1. Run the following command while inside the cloned repo directory:
docker run -d -p 8080:8080 -p 3333:3333 --name kafka kafkaesk
- Open a terminal and launch the Confluent Platform using the Confluent CLI
confluent local services start
command. This command starts all of the Confluent Platform components, including Kafka, ZooKeeper, Schema Registry, HTTP REST Proxy for Kafka, Kafka Connect, ksqlDB, and Control Center.
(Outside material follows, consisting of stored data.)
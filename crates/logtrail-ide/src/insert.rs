use logtrail_syntax::{SourceNode as _, SyntaxTree};
use text_size::{TextRange, TextSize};

use crate::{Buffer, Config, Formatter, PendingEdit, node_near};

/// Inserts all statements of `edit` as one undoable step.
///
/// Every statement goes on its own line at the shared anchor, so later
/// statements land above earlier ones. `reparse` builds a tree of the edited
/// text; the node at the start of the first inserted statement is then handed
/// to `formatter` within the same step, or just that offset when no node is
/// found there. Formatter failures are logged and ignored.
pub fn apply<T, P>(
    buffer: &mut Buffer,
    edit: &PendingEdit,
    config: &Config,
    formatter: &dyn Formatter,
    reparse: P,
) where
    T: SyntaxTree,
    P: FnOnce(&str) -> Option<T>,
{
    let anchor = buffer.clamp(edit.anchor);
    let indent = " ".repeat(edit.indent);
    let statement_start =
        anchor + TextSize::of(config.line_terminator.as_str()) + TextSize::of(indent.as_str());

    buffer.transaction(|transaction| {
        for statement in &edit.statements {
            let line = format!("{}{indent}{statement}", config.line_terminator);
            transaction.insert(anchor, &line);
        }

        let range = match reparse(transaction.text()) {
            Some(tree) => node_range(&tree, statement_start),
            None => {
                tracing::debug!("edited text could not be reparsed");
                None
            }
        };
        let range = range.unwrap_or_else(|| TextRange::empty(statement_start));

        if let Err(error) = formatter.reformat(transaction, range) {
            tracing::warn!(%error, ?range, "reformatting the inserted code failed");
        }
    });
}

fn node_range<T: SyntaxTree>(tree: &T, offset: TextSize) -> Option<TextRange> {
    node_near(tree, offset).map(|node| node.range())
}
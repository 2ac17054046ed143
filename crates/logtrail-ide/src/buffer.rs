//! In-memory text surface the pipeline reads from and edits.

use logtrail_inputs::{LineCol, LineIndex};
use text_size::{TextRange, TextSize};

/// Text of one document with line lookups and undoable transactions.
pub struct Buffer {
    text: String,
    line_index: LineIndex,
    undo_stack: Vec<String>,
}

impl Buffer {
    pub fn new(text: impl Into<String>) -> Self {
        let text = text.into();
        let line_index = LineIndex::new(&text);
        Self { text, line_index, undo_stack: Vec::new() }
    }

    #[inline]
    pub fn text(&self) -> &str {
        &self.text
    }

    #[inline]
    pub fn len(&self) -> TextSize {
        TextSize::of(self.text.as_str())
    }

    #[inline]
    pub fn is_empty(&self) -> bool {
        self.text.is_empty()
    }

    /// Returns the zero-based line containing `offset`, clamped to the text.
    pub fn line_of(&self, offset: TextSize) -> u32 {
        self.line_index.line_col(offset.min(self.len())).line
    }

    /// Returns the range of `line` without its terminator.
    pub fn line_range(&self, line: u32) -> Option<TextRange> {
        let start = self.line_index.offset(LineCol { line, col: 0 })?;
        let rest = self.text.get(usize::from(start)..)?;
        let line = rest.find('\n').map_or(rest, |end| &rest[..end]);
        let line = line.strip_suffix('\r').unwrap_or(line);
        Some(TextRange::at(start, TextSize::of(line)))
    }

    pub fn line_text(&self, line: u32) -> Option<&str> {
        self.slice(self.line_range(line)?)
    }

    pub fn slice(&self, range: TextRange) -> Option<&str> {
        self.text.get(usize::from(range.start())..usize::from(range.end()))
    }

    /// Runs `f` as one undoable step.
    ///
    /// Every change made through the transaction is reverted together by a
    /// single [`Buffer::undo`]. A transaction that changes nothing leaves no
    /// undo entry.
    pub fn transaction<R>(&mut self, f: impl FnOnce(&mut Transaction<'_>) -> R) -> R {
        let mut transaction = Transaction { buffer: self, snapshot: None };
        let result = f(&mut transaction);
        if let Some(snapshot) = transaction.snapshot {
            self.undo_stack.push(snapshot);
        }
        result
    }

    /// Reverts the last transaction. Returns `false` if there was none.
    pub fn undo(&mut self) -> bool {
        let Some(text) = self.undo_stack.pop() else {
            return false;
        };
        self.set_text(text);
        true
    }

    /// Clamps `offset` to the text and moves it forward to a char boundary.
    pub(crate) fn clamp(&self, offset: TextSize) -> TextSize {
        let mut offset = usize::from(offset.min(self.len()));
        while !self.text.is_char_boundary(offset) {
            offset += 1;
        }
        TextSize::from(offset as u32)
    }

    fn set_text(&mut self, text: String) {
        self.line_index = LineIndex::new(&text);
        self.text = text;
    }
}

/// Mutable access to a [`Buffer`] inside [`Buffer::transaction`].
pub struct Transaction<'b> {
    buffer: &'b mut Buffer,
    snapshot: Option<String>,
}

impl Transaction<'_> {
    #[inline]
    pub fn buffer(&self) -> &Buffer {
        self.buffer
    }

    #[inline]
    pub fn text(&self) -> &str {
        self.buffer.text()
    }

    pub fn insert(&mut self, offset: TextSize, text: &str) {
        self.replace(TextRange::empty(offset), text);
    }

    pub fn replace(&mut self, range: TextRange, text: &str) {
        let start = self.buffer.clamp(range.start());
        let end = self.buffer.clamp(range.end()).max(start);
        if start == end && text.is_empty() {
            return;
        }

        if self.snapshot.is_none() {
            self.snapshot = Some(self.buffer.text.clone());
        }

        let mut new_text = std::mem::take(&mut self.buffer.text);
        new_text.replace_range(usize::from(start)..usize::from(end), text);
        self.buffer.set_text(new_text);
    }
}

/// Position of one caret, with the line end and selection it needs.
#[derive(Debug, Clone, Copy, PartialEq, Eq)]
pub struct Cursor {
    pub offset: TextSize,
    /// End of the caret's line, without the terminator.
    pub line_end: TextSize,
    /// Selected range; empty when nothing is selected.
    pub selection: TextRange,
}

impl Cursor {
    pub fn new(buffer: &Buffer, offset: TextSize, selection: TextRange) -> Self {
        let offset = offset.min(buffer.len());
        let line_end = buffer.line_range(buffer.line_of(offset)).map_or(buffer.len(), TextRange::end);
        Self { offset, line_end, selection }
    }

    /// Caret without a selection.
    pub fn at(buffer: &Buffer, offset: TextSize) -> Self {
        Self::new(buffer, offset, TextRange::empty(offset))
    }
}
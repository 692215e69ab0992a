use super::apply::{recombine, reduce_weighted};
use super::limits::{raster_size, tensor_cells, IntegrationLimits};
use super::padding::PaddedMagnitude;
use super::traits::SpectrumSmooth;
use super::weights::SmoothingWeights;
use crate::kernel::{
    ConfigError, ExecInvariantViolation, KernelLifecycle, ReadSpectrum, WriteSpectrum,
};
use fracsmooth_core::num_rs::abs;
use ndarray::{Array, Array2, ArrayBase, ArrayView2, Axis, Data, Dimension, Ix1, Ix2};
use num_complex::Complex;
use tracing::debug;

/// Constructor config for [`FracSmoothKernel`].
#[derive(Debug, Clone, Copy, PartialEq)]
pub struct FracSmoothConfig {
    /// Width of the smoothing window in octaves, e.g. `1.0 / 3.0`.
    pub width: f64,
    /// Largest raster length a run may allocate.
    ///
    /// The raster grows as `bins * 2^(width / 2)`; runs above the bound are
    /// rejected before any tensor is built. `None` disables the check.
    pub max_raster_size: Option<usize>,
}

impl FracSmoothConfig {
    /// Config for `width` octaves with no raster bound.
    pub fn new(width: f64) -> Self {
        Self {
            width,
            max_raster_size: None,
        }
    }
}

/// Trait-first fractional-octave smoothing kernel.
#[derive(Debug, Clone, Copy, PartialEq)]
pub struct FracSmoothKernel {
    width: f64,
    max_raster_size: Option<usize>,
}

impl FracSmoothKernel {
    /// Configured smoothing width in octaves.
    pub fn width(&self) -> f64 {
        self.width
    }

    /// Configured raster bound, if any.
    pub fn max_raster_size(&self) -> Option<usize> {
        self.max_raster_size
    }

    fn smooth(
        &self,
        spectrum: ArrayView2<'_, Complex<f64>>,
    ) -> Result<Array2<Complex<f64>>, ExecInvariantViolation> {
        let (n_channels, n_bins) = spectrum.dim();
        if n_channels == 0 {
            return Err(ConfigError::EmptyInput { arg: "channels" }.into());
        }
        if n_bins == 0 {
            return Err(ConfigError::EmptyInput { arg: "bins" }.into());
        }
        if spectrum.iter().any(|z| !z.is_finite()) {
            return Err(ExecInvariantViolation::InvalidState {
                reason: "spectrum must contain only finite values",
            });
        }
        let size = raster_size(n_bins, self.width)?;
        if self.max_raster_size.is_some_and(|max| size > max) {
            return Err(ExecInvariantViolation::InvalidState {
                reason: "smoothing raster exceeds max_raster_size",
            });
        }
        // Limits are (bins, 2, raster), padded magnitudes (channels, bins, raster).
        if tensor_cells(n_channels.max(2), n_bins, size).is_none() {
            return Err(ExecInvariantViolation::InvalidState {
                reason: "smoothing raster does not fit in memory",
            });
        }
        debug!(
            n_channels,
            n_bins,
            raster_size = size,
            width = self.width,
            "fractional octave smoothing"
        );

        let limits = IntegrationLimits::compute(n_bins, self.width)?;
        let weights = SmoothingWeights::from_limits(&limits);
        let padded = PaddedMagnitude::build(&abs(&spectrum), &weights)?;
        let magnitude = reduce_weighted(&padded, &weights)?;
        recombine(&magnitude, spectrum)
    }
}

impl KernelLifecycle for FracSmoothKernel {
    type Config = FracSmoothConfig;

    fn try_new(config: Self::Config) -> Result<Self, ConfigError> {
        if !config.width.is_finite() || config.width <= 0.0 {
            return Err(ConfigError::InvalidArgument {
                arg: "width",
                reason: "width must be finite and > 0",
            });
        }
        if config.max_raster_size == Some(0) {
            return Err(ConfigError::InvalidArgument {
                arg: "max_raster_size",
                reason: "max_raster_size must be > 0",
            });
        }
        Ok(Self {
            width: config.width,
            max_raster_size: config.max_raster_size,
        })
    }
}

impl SpectrumSmooth for FracSmoothKernel {
    fn run_into<I, O>(&self, input: &I, out: &mut O) -> Result<(), ExecInvariantViolation>
    where
        I: ReadSpectrum + ?Sized,
        O: WriteSpectrum + ?Sized,
    {
        let spectrum = input.read_spectrum()?;
        let mut out = out.write_spectrum_mut()?;
        if out.dim() != spectrum.dim() {
            return Err(ExecInvariantViolation::ShapeMismatch {
                arg: "out",
                expected: spectrum.dim(),
                got: out.dim(),
            });
        }
        let smoothed = self.smooth(spectrum)?;
        out.assign(&smoothed);
        Ok(())
    }

    fn run_alloc<I>(&self, input: &I) -> Result<Array2<Complex<f64>>, ExecInvariantViolation>
    where
        I: ReadSpectrum + ?Sized,
    {
        self.smooth(input.read_spectrum()?)
    }
}

/// Smooth the magnitude of a complex spectrum over fractions of an octave.
///
/// `spectrum` is either one channel of bins (1D) or `(channels, bins)` (2D);
/// the result has the same shape. Bin `k` is replaced by a weighted average of
/// the magnitudes between `k * 2^(-width/2)` and `k * 2^(width/2)` while its
/// phase is kept as is. Bin 0 is returned unchanged. Near the end of the
/// spectrum the window is completed with the mean of the covered tail.
///
/// # Errors
/// - [`ConfigError::InvalidArgument`] for a non-finite or non-positive `width`,
///   or a spectrum that is neither 1D nor 2D.
/// - [`ConfigError::EmptyInput`] for a spectrum without channels or bins.
/// - [`ExecInvariantViolation::InvalidState`] for non-finite spectrum values,
///   or a `width` so large that the smoothing raster cannot be allocated.
///
/// # Examples
/// ```
/// use ndarray::array;
/// use num_complex::Complex;
/// use fracsmooth::smoothing::frac_smooth;
///
/// let spectrum = array![
///     Complex::new(1.0, 0.0),
///     Complex::new(2.0, 0.0),
///     Complex::new(3.0, 0.0),
///     Complex::new(4.0, 0.0),
///     Complex::new(5.0, 0.0),
/// ];
/// let smoothed = frac_smooth(&spectrum, 1.0).unwrap();
/// assert_eq!(smoothed.len(), 5);
/// assert_eq!(smoothed[0], Complex::new(1.0, 0.0));
/// assert!((smoothed[2].re - 3.0931094043914813).abs() < 1e-12);
/// ```
pub fn frac_smooth<S, D>(
    spectrum: &ArrayBase<S, D>,
    width: f64,
) -> Result<Array<Complex<f64>, D>, ExecInvariantViolation>
where
    S: Data<Elem = Complex<f64>>,
    D: Dimension,
{
    let kernel = FracSmoothKernel::try_new(FracSmoothConfig::new(width))?;
    let view = spectrum.view().into_dyn();
    let smoothed = match view.ndim() {
        1 => {
            let bins = view
                .into_dimensionality::<Ix1>()
                .map_err(|_| ConfigError::Layout { arg: "spectrum" })?;
            kernel
                .run_alloc(&bins)?
                .index_axis_move(Axis(0), 0)
                .into_dyn()
        }
        2 => {
            let channels = view
                .into_dimensionality::<Ix2>()
                .map_err(|_| ConfigError::Layout { arg: "spectrum" })?;
            kernel.run_alloc(&channels)?.into_dyn()
        }
        _ => {
            return Err(ConfigError::InvalidArgument {
                arg: "spectrum",
                reason: "spectrum must be 1D (bins) or 2D (channels, bins)",
            }
            .into())
        }
    };
    Ok(smoothed
        .into_dimensionality::<D>()
        .map_err(|_| ConfigError::Layout { arg: "spectrum" })?)
}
confluent local services start
Your output should resemble:
Starting Zookeeper
Zookeeper is [UP]
Starting Kafka
Kafka is [UP]
Starting Schema Registry
Schema Registry is [UP]
Starting Kafka REST
Kafka REST is [UP]
Starting Connect
Connect is [UP]
Starting KSQL Server
KSQL Server is [UP]
Starting Control Center
Control Center is [UP]
- Run the following command to start the ksqlDB CLI and connect to a ksqlDB server:
ksql
- After the ksqlDB CLI starts, your terminal should resemble the following:
===========================================
= _ _ ____ ____ =
= | | _____ __ _| | _ \| __ ) =
= | |/ / __|/ _` | | | | | _ \ =
= | <\__ \ (_| | | |_| | |_) | =
= |_|\_\___/\__, |_|____/|____/ =
= |_| =
= Event Streaming Database purpose-built =
= for stream processing apps =
===========================================
Copyright 2017-2020 Confluent Inc.
CLI v6.0.0, Server v6.0.0 located at http://localhost:8088
Having trouble? Type 'help' (case-insensitive) for a rundown of how things work!
ksql>
- Open the
statements.ksql
file in a code editor and walk through each section via the ksqlDB CLI. - Copy and paste each statement into ksqlDB and run. Ensure each is successful.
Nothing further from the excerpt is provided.